In June of 1995, Las Vegas resident (and coin thief) Andrew Dersch was supporting his crack addiction by stealing buckets of nickels from elderly slot players. Dersch, who was captured doing just that by security guards at the Fremont Hotel and Casino. Dersch, who had a long list of priors refused to give his name, even when LVMPD officers Brian Nicholson, Robert Phelan, and Sgt. James Campbell arrived.
While trying to obtain Dersch’s identity, the three officers severely beat him and threatened to sodomize him with a police baton. The majority of the beating was captured on hotel security tapes, even after Campbell can be heard ordering a Fremont security officer to “Get rid of [the tape].” The officers were brought to trial, where the officers tried to argue that their police academy training instructed them on acceptable intimidation tactics, including threats to sodomize suspects with batons. Although the three were convicted, they were given a new trial when District Court Judge Lee Gates found that one of the jurors had mis-represented their criminal record during juror selection.

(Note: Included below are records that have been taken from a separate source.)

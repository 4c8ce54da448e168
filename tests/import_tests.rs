//! Integration tests for the multi-phase import runner against an
//! in-memory store and a scripted catalog source.

use anyhow::Result;
use async_trait::async_trait;
use std::collections::HashMap;
use std::sync::{Arc, Mutex};

use metarr::db::Store;
use metarr::domain::{ContentStatus, MediaType, Source};
use metarr::models::content::ContentRecord;
use metarr::services::catalog::{CatalogSource, FetchedItem, ImportRunner};
use metarr::services::enrichment::EnrichmentService;
use metarr::services::quota::QuotaProvider;

async fn memory_store() -> Store {
    // A single connection keeps every query on the same in-memory database.
    Store::with_pool_options("sqlite::memory:", 1, 1)
        .await
        .expect("failed to open in-memory store")
}

fn enrichment(store: &Store) -> Arc<EnrichmentService> {
    let quota = Arc::new(QuotaProvider::new(store.clone(), 1000));
    Arc::new(EnrichmentService::new(store.clone(), None, quota))
}

fn item(source: Source, source_id: &str, title: &str) -> ContentRecord {
    let mut record = ContentRecord::new(source, source_id, title, MediaType::Tv);
    record.status = Some(ContentStatus::Completed);
    record
}

/// Scripted catalog: fixed pages, optional detail payloads, and an
/// optional page index at which the persisted pause flag is flipped
/// mid-fetch (simulating an operator pause landing during a page).
struct ScriptedCatalog {
    source: Source,
    pages: Vec<Vec<ContentRecord>>,
    details: HashMap<String, ContentRecord>,
    fetched_pages: Mutex<Vec<u32>>,
    pause_during_page: Option<(u32, Store)>,
    page_delay_ms: u64,
}

impl ScriptedCatalog {
    fn new(source: Source, pages: Vec<Vec<ContentRecord>>) -> Self {
        Self {
            source,
            pages,
            details: HashMap::new(),
            fetched_pages: Mutex::new(Vec::new()),
            pause_during_page: None,
            page_delay_ms: 0,
        }
    }

    fn fetched(&self) -> Vec<u32> {
        self.fetched_pages.lock().unwrap().clone()
    }
}

#[async_trait]
impl CatalogSource for ScriptedCatalog {
    fn source(&self) -> Source {
        self.source
    }

    async fn fetch_page(&self, page: u32) -> Result<Vec<FetchedItem>> {
        self.fetched_pages.lock().unwrap().push(page);

        if self.page_delay_ms > 0 {
            tokio::time::sleep(std::time::Duration::from_millis(self.page_delay_ms)).await;
        }

        if let Some((pause_page, store)) = &self.pause_during_page {
            if page == *pause_page {
                store
                    .set_source_active(self.source.as_str(), false)
                    .await?;
            }
        }

        let items = self
            .pages
            .get(page as usize - 1)
            .cloned()
            .unwrap_or_default();
        Ok(items.into_iter().map(FetchedItem::new).collect())
    }

    async fn fetch_detail(&self, source_id: &str) -> Result<Option<FetchedItem>> {
        Ok(self.details.get(source_id).cloned().map(FetchedItem::new))
    }
}

fn twenty_items() -> Vec<ContentRecord> {
    (1..=20)
        .map(|i| item(Source::Tvmaze, &i.to_string(), &format!("Show {i}")))
        .collect()
}

#[tokio::test]
async fn fresh_import_walks_catalog_to_exhaustion() {
    let store = memory_store().await;
    let catalog = Arc::new(ScriptedCatalog::new(
        Source::Tvmaze,
        vec![twenty_items(), Vec::new()],
    ));
    let runner = ImportRunner::new(store.clone(), catalog.clone(), enrichment(&store));

    let outcome = runner.start().await;

    assert_eq!(outcome.imported, 20);
    assert_eq!(outcome.updated, 0);
    assert!(outcome.errors.is_empty());
    assert_eq!(store.count_by_source(Source::Tvmaze).await.unwrap(), 20);

    let status = store.get_import_status("tvmaze").await.unwrap().unwrap();
    assert!(!status.is_active);
    assert_eq!(status.current_page, 2);
    assert_eq!(status.total_imported, 20);
    assert!(status.last_sync_at.is_some());
    assert!(
        status
            .phase2_progress
            .as_deref()
            .unwrap()
            .contains("Phase 2 Complete")
    );
}

#[tokio::test]
async fn reimporting_the_same_pages_is_idempotent() {
    let store = memory_store().await;
    let pages = vec![twenty_items(), Vec::new()];
    let catalog = Arc::new(ScriptedCatalog::new(Source::Tvmaze, pages.clone()));
    let runner = ImportRunner::new(store.clone(), catalog, enrichment(&store));

    let first = runner.start().await;
    assert_eq!(first.imported, 20);

    // Rewind the checkpoint so the second run walks the identical pages.
    store.set_current_page("tvmaze", 1).await.unwrap();

    let catalog = Arc::new(ScriptedCatalog::new(Source::Tvmaze, pages));
    let runner = ImportRunner::new(store.clone(), catalog, enrichment(&store));
    let second = runner.start().await;

    assert_eq!(second.imported, 0);
    assert_eq!(second.updated, 20);
    // Same (source, sourceId) keys: update path, never duplicate rows.
    assert_eq!(store.count_by_source(Source::Tvmaze).await.unwrap(), 20);
}

#[tokio::test]
async fn resumes_from_persisted_page() {
    let store = memory_store().await;
    store.ensure_import_status("tvmaze").await.unwrap();
    store.set_current_page("tvmaze", 2).await.unwrap();

    let pages = vec![
        vec![item(Source::Tvmaze, "1", "Page One Show")],
        vec![item(Source::Tvmaze, "2", "Page Two Show")],
        Vec::new(),
    ];
    let catalog = Arc::new(ScriptedCatalog::new(Source::Tvmaze, pages));
    let runner = ImportRunner::new(store.clone(), catalog.clone(), enrichment(&store));

    let outcome = runner.start().await;

    // Page 1 is never re-fetched; the walk starts at the checkpoint.
    assert_eq!(catalog.fetched(), vec![2, 3]);
    assert_eq!(outcome.imported, 1);
    assert!(
        store
            .get_content_by_key(Source::Tvmaze, "1")
            .await
            .unwrap()
            .is_none()
    );
}

#[tokio::test]
async fn concurrent_starts_short_circuit_to_one_run() {
    let store = memory_store().await;
    let mut catalog = ScriptedCatalog::new(Source::Tvmaze, vec![twenty_items(), Vec::new()]);
    catalog.page_delay_ms = 25;
    let catalog = Arc::new(catalog);
    let runner = Arc::new(ImportRunner::new(
        store.clone(),
        catalog.clone(),
        enrichment(&store),
    ));

    let runner_a = Arc::clone(&runner);
    let runner_b = Arc::clone(&runner);
    let (first, second) = tokio::join!(runner_a.start(), runner_b.start());

    let sentinels = [&first, &second]
        .iter()
        .filter(|o| o.is_already_running())
        .count();
    assert_eq!(sentinels, 1, "exactly one start must short-circuit");

    let real = if first.is_already_running() { second } else { first };
    assert_eq!(real.imported, 20);
    // Exactly one set of pages was processed.
    assert_eq!(catalog.fetched(), vec![1, 2]);
    assert_eq!(store.count_by_source(Source::Tvmaze).await.unwrap(), 20);
}

#[tokio::test]
async fn health_check_corrects_drifted_total() {
    let store = memory_store().await;
    for i in 1..=10 {
        store
            .insert_content(&item(Source::Tvmaze, &i.to_string(), &format!("Show {i}")))
            .await
            .unwrap();
    }
    store.ensure_import_status("tvmaze").await.unwrap();
    store.set_total_imported("tvmaze", 500).await.unwrap();

    let catalog = Arc::new(ScriptedCatalog::new(Source::Tvmaze, vec![Vec::new()]));
    let runner = ImportRunner::new(store.clone(), catalog, enrichment(&store));
    runner.start().await;

    let status = store.get_import_status("tvmaze").await.unwrap().unwrap();
    assert_eq!(status.total_imported, 10);
    // Content itself is untouched by the correction.
    assert_eq!(store.count_by_source(Source::Tvmaze).await.unwrap(), 10);
}

#[tokio::test]
async fn pause_breaks_the_loop_and_resume_continues_from_checkpoint() {
    let store = memory_store().await;
    let pages = vec![
        vec![item(Source::Tvmaze, "1", "A")],
        vec![item(Source::Tvmaze, "2", "B")],
        vec![item(Source::Tvmaze, "3", "C")],
        Vec::new(),
    ];

    let mut catalog = ScriptedCatalog::new(Source::Tvmaze, pages.clone());
    catalog.pause_during_page = Some((2, store.clone()));
    let catalog = Arc::new(catalog);
    let runner = ImportRunner::new(store.clone(), catalog.clone(), enrichment(&store));

    runner.start().await;

    // Page 2 was committed before the pause was observed; page 3 was not
    // fetched.
    assert_eq!(catalog.fetched(), vec![1, 2]);
    let status = store.get_import_status("tvmaze").await.unwrap().unwrap();
    assert!(!status.is_active);
    assert_eq!(status.current_page, 3);
    assert!(status.last_sync_at.is_none(), "a paused run is not a sync");

    // Resume: the next run picks up exactly at the checkpoint.
    let catalog = Arc::new(ScriptedCatalog::new(Source::Tvmaze, pages));
    let runner = ImportRunner::new(store.clone(), catalog.clone(), enrichment(&store));
    let outcome = runner.start().await;

    assert_eq!(catalog.fetched(), vec![3, 4]);
    assert_eq!(outcome.imported, 1);
    assert_eq!(store.count_by_source(Source::Tvmaze).await.unwrap(), 3);
}

#[tokio::test]
async fn refresh_phase_overwrites_active_records() {
    let store = memory_store().await;

    let mut stale = item(Source::Tvmaze, "7", "Old Title");
    stale.status = Some(ContentStatus::Airing);
    stale.total_episodes = Some(8);
    let id = store.insert_content(&stale).await.unwrap();
    store.ensure_import_status("tvmaze").await.unwrap();
    store.set_total_imported("tvmaze", 1).await.unwrap();

    let mut fresh = item(Source::Tvmaze, "7", "New Title");
    fresh.status = Some(ContentStatus::Completed);
    fresh.total_episodes = Some(10);

    let mut catalog = ScriptedCatalog::new(Source::Tvmaze, vec![Vec::new()]);
    catalog.details.insert("7".to_string(), fresh);
    let catalog = Arc::new(catalog);
    let runner = ImportRunner::new(store.clone(), catalog, enrichment(&store));

    let outcome = runner.start().await;

    assert_eq!(outcome.updated, 1);
    let stored = store.get_content(id).await.unwrap().unwrap();
    assert_eq!(stored.title, "New Title");
    assert_eq!(stored.status, Some(ContentStatus::Completed));
    assert_eq!(stored.total_episodes, Some(10));

    let status = store.get_import_status("tvmaze").await.unwrap().unwrap();
    assert!(
        status
            .phase1_progress
            .as_deref()
            .unwrap()
            .contains("Phase 1 Complete")
    );
}

#[tokio::test]
async fn rating_fields_survive_catalog_overwrite() {
    let store = memory_store().await;

    let record = item(Source::Tvmaze, "9", "Rated Show");
    let id = store.insert_content(&record).await.unwrap();
    store
        .apply_rating_patch(
            id,
            &metarr::models::content::RatingPatch {
                imdb_id: Some("tt0000009".to_string()),
                imdb_rating: Some(8.2),
                vote_count: Some(1000),
                ..Default::default()
            },
        )
        .await
        .unwrap();

    let refreshed = item(Source::Tvmaze, "9", "Rated Show (Renamed)");
    store.overwrite_catalog_fields(id, &refreshed).await.unwrap();

    let stored = store.get_content(id).await.unwrap().unwrap();
    assert_eq!(stored.title, "Rated Show (Renamed)");
    assert_eq!(stored.imdb_rating, Some(8.2));
    assert_eq!(stored.imdb_id.as_deref(), Some("tt0000009"));
    assert_eq!(stored.vote_count, Some(1000));
}

#[tokio::test]
async fn error_list_is_bounded_to_most_recent() {
    let store = memory_store().await;
    store.ensure_import_status("tvmaze").await.unwrap();

    for i in 0..30 {
        store
            .append_sync_error("tvmaze", &format!("error {i}"))
            .await
            .unwrap();
    }

    let status = store.get_import_status("tvmaze").await.unwrap().unwrap();
    assert_eq!(status.errors.len(), 20);
    assert_eq!(status.errors.first().map(String::as_str), Some("error 10"));
    assert_eq!(status.errors.last().map(String::as_str), Some("error 29"));
}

Rather than face another trial, Campbell and Nicholson pleaded no contest to the charge of conspiracy to commit assault with a deadly weapon, while Phelan plead guilty to obstructing a police officer and battery in a plea deal which called for the men to serve only 2 years probation and a few hundred hours of community service. However, Judge Gates disregarded the plea deals and sentenced James Campbell and Brian Nicholson to nine months, and Robert Phelan to six months in jail. All three defendants were allowed to serve their jail terms under house arrest.
Nicholson was also one of five Metro officers implicated in the 1994 New Years Day beating of Walter, Jim and Robert Bratcher. That beating resulted in a $325,000 payout by taxpayers.
Following the conviction more than 100 Metro officers, their wives and their children gathered outside the Clark County Detention Center and held a candlelight vigil in support of the convicted criminals. Among the supporters was patrol officer Jack Spencer who told the Las Vegas Sun it was not fair to jail three officers who betrayed their oath and beat a suspect, since the courts allowed robbers to get probation.
Campbell resigned from the department and Phelan and Nicholson were fired.